How To Drive Away Contributors

As mentioned earlier, I recently stopped contributing to the progress dialog code that I wrote myself. Based on things I experienced and learned there and in other cases, I decided to write a guide for losing contributors. Completely losing someone like me is unfortunately hard, I did step back from this part of code but that's all.

It's much easier to completely get rid of non-core contributors or people working on only one part of the project, and those are what this 10-point guide is about.
  1. When the contributor works on a major feature (like, says a download manager frontend rewrite on a new backend), make sure you require all dependent feature parts (like progress windows) to be implemented before any of the work of that contribution can land. People hate to have their code sitting in Bugzilla patches for a long time and needing to do a lot of additional work, especially on parts of code they usually do not use themselves. You need to take advantage of that.
  2. If the contributor blogs or otherwise write messages about his work, make sure you have people around who take every attempt of humor (e.g. "Progress Dialogs? Eww!") as dissing the feature, criticize every single change to previous behavior as destroying that feature, the project and possibly the whole world. Take down any motivation he has to do further work in that area - that's imperative.

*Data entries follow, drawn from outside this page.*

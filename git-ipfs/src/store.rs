//! Read access to the content-addressed object store.
use std::io;
use std::io::Read;
use std::time::Duration;

use serde::Deserialize;
use thiserror::Error;

/// Connect timeout for the IPFS API. Reads are not bounded, since packs
/// can be large.
pub const CONNECT_TIMEOUT: Duration = Duration::from_secs(10);

/// A stream of bytes read from the store.
pub type Reader = Box<dyn io::Read + Send + 'static>;

#[derive(Debug, Error)]
pub enum Error {
    /// Nothing is stored at the given path.
    #[error("`{0}` not found in store")]
    NotFound(String),
    /// The store could not be reached.
    #[error("`{0}`: transport error: {1}")]
    Transport(String, String),
    /// The store answered with an unexpected error status.
    #[error("`{0}`: store returned status {1}: {2}")]
    Status(String, u16, String),
    /// Reading the response body failed.
    #[error("`{0}`: i/o error: {1}")]
    Io(String, #[source] io::Error),
}

impl Error {
    pub fn is_not_found(&self) -> bool {
        matches!(self, Self::NotFound(_))
    }
}

/// A content-addressed, read-only object store.
///
/// Paths are absolute store paths, eg. `/ipfs/<root>/HEAD`. Implementations
/// don't cache or retry.
pub trait Store {
    /// Open the content at `path` for reading.
    fn open(&self, path: &str) -> Result<Reader, Error>;

    /// Read the full content at `path`.
    fn get(&self, path: &str) -> Result<Vec<u8>, Error> {
        let mut bytes = Vec::new();
        self.open(path)?
            .read_to_end(&mut bytes)
            .map_err(|e| Error::Io(path.to_owned(), e))?;

        Ok(bytes)
    }
}

impl<T: Store + ?Sized> Store for &T {
    fn open(&self, path: &str) -> Result<Reader, Error> {
        (**self).open(path)
    }
}

/// Error body returned by the IPFS API.
#[derive(Debug, Deserialize)]
struct ApiError {
    #[serde(rename = "Message")]
    message: String,
}

/// Client for the `cat` endpoint of an IPFS node's HTTP API.
pub struct Ipfs {
    agent: ureq::Agent,
    base: String,
}

impl Ipfs {
    /// Create a client for the API listening on `api`, eg. `127.0.0.1:5001`.
    pub fn new(api: &str, user_agent: &str) -> Self {
        let agent = ureq::AgentBuilder::new()
            .timeout_connect(CONNECT_TIMEOUT)
            .user_agent(user_agent)
            .build();

        Self {
            agent,
            base: format!("http://{api}/api/v0"),
        }
    }
}

impl Store for Ipfs {
    fn open(&self, path: &str) -> Result<Reader, Error> {
        log::debug!(target: "store", "cat {path}");

        match self
            .agent
            .post(&format!("{}/cat", self.base))
            .query("arg", path)
            .call()
        {
            Ok(response) => Ok(Box::new(response.into_reader())),
            Err(ureq::Error::Status(code, response)) => {
                let message = response
                    .into_json::<ApiError>()
                    .map(|e| e.message)
                    .unwrap_or_default();
                log::debug!(target: "store", "cat {path}: {code}: {message}");

                if is_not_found(&message) {
                    Err(Error::NotFound(path.to_owned()))
                } else {
                    Err(Error::Status(path.to_owned(), code, message))
                }
            }
            Err(ureq::Error::Transport(e)) => Err(Error::Transport(path.to_owned(), e.to_string())),
        }
    }
}

/// Whether an IPFS API error message means the path doesn't resolve.
fn is_not_found(message: &str) -> bool {
    let message = message.to_lowercase();

    ["no link named", "not found", "does not exist"]
        .iter()
        .any(|m| message.contains(m))
}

  3. Have users bitch heavily about the work, esp. about the shortcomings the contributor himself knows about and make sure no alternatives, short of killing the contributions and going back to old code, are provided.
  4. Very importantly, do care that no single appreciative word - let alone a "thank you" - is ever being mentioned about that specific contribution. Also don't make constructive comments about how to further improve things by staying true to the made contribution. Both could encourage the contributor to stay with the project and do further work on this code, which is exactly what you want to avoid.
  5. If he is starting work on further improvements even after all that, make sure people post in the bug about all kinds of problems they have with the general approach, have people post patches to at least partially revert the work the contributor did in the first place and ones that go against his overall design, and refrain from having any constructive proposals on how to do actual improvements in line with the overall design.
  6. If he makes multiple suggestions on how to improve things, chose the one he states to like least and successively criticize what he stated to not like as a problem in reviews.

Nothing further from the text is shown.